• **EXERCISE OBJECTIVE**
For the records that follow, say how many lines have the word "PathBuf" in them. Write the number and nothing more.
STUDY MATERIAL Start Marker
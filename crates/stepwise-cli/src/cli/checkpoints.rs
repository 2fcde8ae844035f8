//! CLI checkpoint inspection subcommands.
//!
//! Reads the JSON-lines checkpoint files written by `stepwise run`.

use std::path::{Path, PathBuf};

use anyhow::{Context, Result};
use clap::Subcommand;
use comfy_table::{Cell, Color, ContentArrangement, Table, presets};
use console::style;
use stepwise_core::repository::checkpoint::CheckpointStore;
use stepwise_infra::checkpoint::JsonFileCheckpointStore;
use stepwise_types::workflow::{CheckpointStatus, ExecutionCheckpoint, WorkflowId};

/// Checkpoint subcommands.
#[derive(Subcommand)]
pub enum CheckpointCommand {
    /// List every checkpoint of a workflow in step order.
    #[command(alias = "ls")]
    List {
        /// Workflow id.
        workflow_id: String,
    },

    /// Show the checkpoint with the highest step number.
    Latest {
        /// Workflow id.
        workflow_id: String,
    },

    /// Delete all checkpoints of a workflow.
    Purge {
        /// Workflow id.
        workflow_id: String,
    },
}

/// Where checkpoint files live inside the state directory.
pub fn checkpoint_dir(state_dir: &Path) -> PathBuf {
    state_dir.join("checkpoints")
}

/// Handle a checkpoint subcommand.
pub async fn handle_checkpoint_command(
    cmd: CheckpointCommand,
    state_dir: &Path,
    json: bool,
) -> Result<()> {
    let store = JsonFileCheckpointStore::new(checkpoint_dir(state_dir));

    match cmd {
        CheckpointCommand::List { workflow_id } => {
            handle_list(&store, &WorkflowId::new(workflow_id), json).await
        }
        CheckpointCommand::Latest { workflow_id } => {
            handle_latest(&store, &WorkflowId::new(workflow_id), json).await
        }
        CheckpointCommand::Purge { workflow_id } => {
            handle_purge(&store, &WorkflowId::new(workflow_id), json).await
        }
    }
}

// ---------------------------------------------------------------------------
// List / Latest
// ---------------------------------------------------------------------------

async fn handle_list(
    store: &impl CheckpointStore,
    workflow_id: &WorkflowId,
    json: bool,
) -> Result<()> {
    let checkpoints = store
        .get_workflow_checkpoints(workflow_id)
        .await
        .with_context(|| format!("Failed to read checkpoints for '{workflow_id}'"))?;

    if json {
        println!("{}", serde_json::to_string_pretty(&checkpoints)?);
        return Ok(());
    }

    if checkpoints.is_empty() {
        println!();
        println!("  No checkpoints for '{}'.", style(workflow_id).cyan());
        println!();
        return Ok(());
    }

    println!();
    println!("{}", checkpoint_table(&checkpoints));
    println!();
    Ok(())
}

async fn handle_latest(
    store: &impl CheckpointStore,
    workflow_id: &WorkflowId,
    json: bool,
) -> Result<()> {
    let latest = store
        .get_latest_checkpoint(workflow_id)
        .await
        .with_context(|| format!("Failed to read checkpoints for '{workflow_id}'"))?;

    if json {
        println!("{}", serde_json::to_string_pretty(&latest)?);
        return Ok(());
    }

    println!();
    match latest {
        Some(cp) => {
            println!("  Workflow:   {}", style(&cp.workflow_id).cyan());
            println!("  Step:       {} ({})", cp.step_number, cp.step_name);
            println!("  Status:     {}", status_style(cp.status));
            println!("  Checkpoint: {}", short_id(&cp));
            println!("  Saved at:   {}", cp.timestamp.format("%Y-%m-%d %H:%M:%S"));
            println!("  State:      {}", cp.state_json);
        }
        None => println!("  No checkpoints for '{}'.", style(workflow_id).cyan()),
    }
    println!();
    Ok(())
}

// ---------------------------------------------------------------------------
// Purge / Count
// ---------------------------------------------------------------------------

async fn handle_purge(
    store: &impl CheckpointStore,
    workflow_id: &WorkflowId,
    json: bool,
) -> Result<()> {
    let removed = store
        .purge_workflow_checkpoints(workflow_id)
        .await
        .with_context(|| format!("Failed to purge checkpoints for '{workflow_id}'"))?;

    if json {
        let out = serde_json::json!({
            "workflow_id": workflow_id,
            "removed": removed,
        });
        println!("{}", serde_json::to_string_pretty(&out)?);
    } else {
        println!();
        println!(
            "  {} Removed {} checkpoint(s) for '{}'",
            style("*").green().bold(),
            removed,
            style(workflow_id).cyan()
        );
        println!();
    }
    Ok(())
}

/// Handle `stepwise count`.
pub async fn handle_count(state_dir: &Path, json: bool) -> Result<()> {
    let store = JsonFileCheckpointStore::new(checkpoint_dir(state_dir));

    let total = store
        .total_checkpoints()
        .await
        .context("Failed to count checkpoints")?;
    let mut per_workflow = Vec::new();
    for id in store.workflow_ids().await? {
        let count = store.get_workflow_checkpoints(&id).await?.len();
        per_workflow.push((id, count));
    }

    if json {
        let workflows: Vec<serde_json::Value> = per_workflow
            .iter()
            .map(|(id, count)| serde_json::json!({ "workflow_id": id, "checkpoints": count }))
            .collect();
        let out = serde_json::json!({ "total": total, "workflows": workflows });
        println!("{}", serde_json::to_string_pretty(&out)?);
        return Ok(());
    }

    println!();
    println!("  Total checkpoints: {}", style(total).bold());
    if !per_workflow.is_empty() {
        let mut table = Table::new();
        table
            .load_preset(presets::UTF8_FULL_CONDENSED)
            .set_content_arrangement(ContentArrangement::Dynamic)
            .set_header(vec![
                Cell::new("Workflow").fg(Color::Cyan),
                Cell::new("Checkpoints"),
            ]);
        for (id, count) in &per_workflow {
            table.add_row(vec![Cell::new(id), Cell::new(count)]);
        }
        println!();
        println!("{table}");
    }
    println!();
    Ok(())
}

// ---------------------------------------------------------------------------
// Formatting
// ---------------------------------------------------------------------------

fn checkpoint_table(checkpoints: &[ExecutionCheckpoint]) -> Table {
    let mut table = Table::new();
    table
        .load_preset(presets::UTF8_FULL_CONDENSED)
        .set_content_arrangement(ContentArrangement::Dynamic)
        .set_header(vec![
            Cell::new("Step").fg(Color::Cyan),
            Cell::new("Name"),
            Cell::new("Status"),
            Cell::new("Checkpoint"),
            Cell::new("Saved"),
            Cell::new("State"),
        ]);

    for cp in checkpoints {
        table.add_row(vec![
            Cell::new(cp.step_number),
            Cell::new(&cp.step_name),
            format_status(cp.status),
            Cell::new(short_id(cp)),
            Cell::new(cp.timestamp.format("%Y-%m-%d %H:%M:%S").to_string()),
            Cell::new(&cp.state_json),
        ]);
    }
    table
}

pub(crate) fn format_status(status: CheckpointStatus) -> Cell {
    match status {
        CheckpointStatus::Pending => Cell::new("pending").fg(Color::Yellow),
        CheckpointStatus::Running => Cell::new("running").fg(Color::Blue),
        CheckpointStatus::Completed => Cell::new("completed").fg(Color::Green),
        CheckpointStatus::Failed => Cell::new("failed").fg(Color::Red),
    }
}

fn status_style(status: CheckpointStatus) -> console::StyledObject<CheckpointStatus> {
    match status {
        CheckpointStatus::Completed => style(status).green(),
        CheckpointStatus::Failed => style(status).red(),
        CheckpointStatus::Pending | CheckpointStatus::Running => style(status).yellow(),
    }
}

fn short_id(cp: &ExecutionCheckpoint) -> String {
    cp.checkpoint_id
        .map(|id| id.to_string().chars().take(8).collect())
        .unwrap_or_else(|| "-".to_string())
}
STUDY MATERIAL End Marker
• **RESPONSE TO THIS EXERCISE**
2